EXERCISE DETAILS — The entries below must be restated word for word.

Stored data entries —
---+---
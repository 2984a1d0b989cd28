//! Single-sheet XLSX writer

use super::{FormatWriter, RecordTable};
use crate::error::{AppError, Result};
use crate::types::ExportFormat;
use rust_xlsxwriter::{Format, FormatBorder, Workbook};
use std::io::Write;

/// Name of the only worksheet
pub const SHEET_NAME: &str = "Sheet1";

/// Writes a workbook with a bold header row and one string cell per field
#[derive(Debug, Default, Clone, Copy)]
pub struct XlsxWriter;

impl XlsxWriter {
    /// Build the workbook bytes
    pub fn to_bytes(&self, table: &RecordTable<'_>) -> Result<Vec<u8>> {
        let mut workbook = Workbook::new();
        let header_format = Format::new().set_bold().set_border(FormatBorder::Thin);

        let worksheet = workbook.add_worksheet();
        worksheet.set_name(SHEET_NAME)?;

        for (col, header) in table.columns().iter().enumerate() {
            worksheet.write_string_with_format(0, column_number(col)?, *header, &header_format)?;
        }

        for (row_idx, row) in table.rows().enumerate() {
            let row_num = u32::try_from(row_idx + 1)
                .map_err(|_| AppError::export("Too many rows for a worksheet"))?;
            for (col, value) in row.iter().enumerate() {
                if value.is_empty() {
                    continue;
                }
                worksheet.write_string(row_num, column_number(col)?, *value)?;
            }
        }

        worksheet.autofit();

        Ok(workbook.save_to_buffer()?)
    }
}

fn column_number(col: usize) -> Result<u16> {
    u16::try_from(col).map_err(|_| AppError::export("Too many columns for a worksheet"))
}

impl FormatWriter for XlsxWriter {
    fn format(&self) -> ExportFormat {
        ExportFormat::Xlsx
    }

    fn write_table(&self, table: &RecordTable<'_>, out: &mut dyn Write) -> Result<()> {
        let bytes = self.to_bytes(table)?;
        out.write_all(&bytes)
            .map_err(|e| AppError::io(format!("Failed to write spreadsheet: {}", e)))
    }
}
---+---
EXERCISE ANSWER —
repository 2984a1d0b989cd28
//! Single-sheet XLSX writer

use super::{FormatWriter, RecordTable};
use crate::error::{AppError, Result};
use crate::types::ExportFormat;
use rust_xlsxwriter::{Format, FormatBorder, Workbook};
use std::io::Write;

/// Name of the only worksheet
pub const SHEET_NAME: &str = "Sheet1";

/// Writes a workbook with a bold header row and one string cell per field
#[derive(Debug, Default, Clone, Copy)]
pub struct XlsxWriter;

impl XlsxWriter {
    /// Build the workbook bytes
    pub fn to_bytes(&self, table: &RecordTable<'_>) -> Result<Vec<u8>> {
        let mut workbook = Workbook::new();
        let header_format = Format::new().set_bold().set_border(FormatBorder::Thin);

        let worksheet = workbook.add_worksheet();
        worksheet.set_name(SHEET_NAME)?;

        for (col, header) in table.columns().iter().enumerate() {
            worksheet.write_string_with_format(0, column_number(col)?, *header, &header_format)?;
        }

        for (row_idx, row) in table.rows().enumerate() {
            let row_num = u32::try_from(row_idx + 1)
                .map_err(|_| AppError::export("Too many rows for a worksheet"))?;
            for (col, value) in row.iter().enumerate() {
                if value.is_empty() {
                    continue;
                }
                worksheet.write_string(row_num, column_number(col)?, *value)?;
            }
        }

        worksheet.autofit();

        Ok(workbook.save_to_buffer()?)
    }
}

fn column_number(col: usize) -> Result<u16> {
    u16::try_from(col).map_err(|_| AppError::export("Too many columns for a worksheet"))
}

impl FormatWriter for XlsxWriter {
    fn format(&self) -> ExportFormat {
        ExportFormat::Xlsx
    }

    fn write_table(&self, table: &RecordTable<'_>, out: &mut dyn Write) -> Result<()> {
        let bytes = self.to_bytes(table)?;
        out.write_all(&bytes)
            .map_err(|e| AppError::io(format!("Failed to write spreadsheet: {}", e)))
    }
}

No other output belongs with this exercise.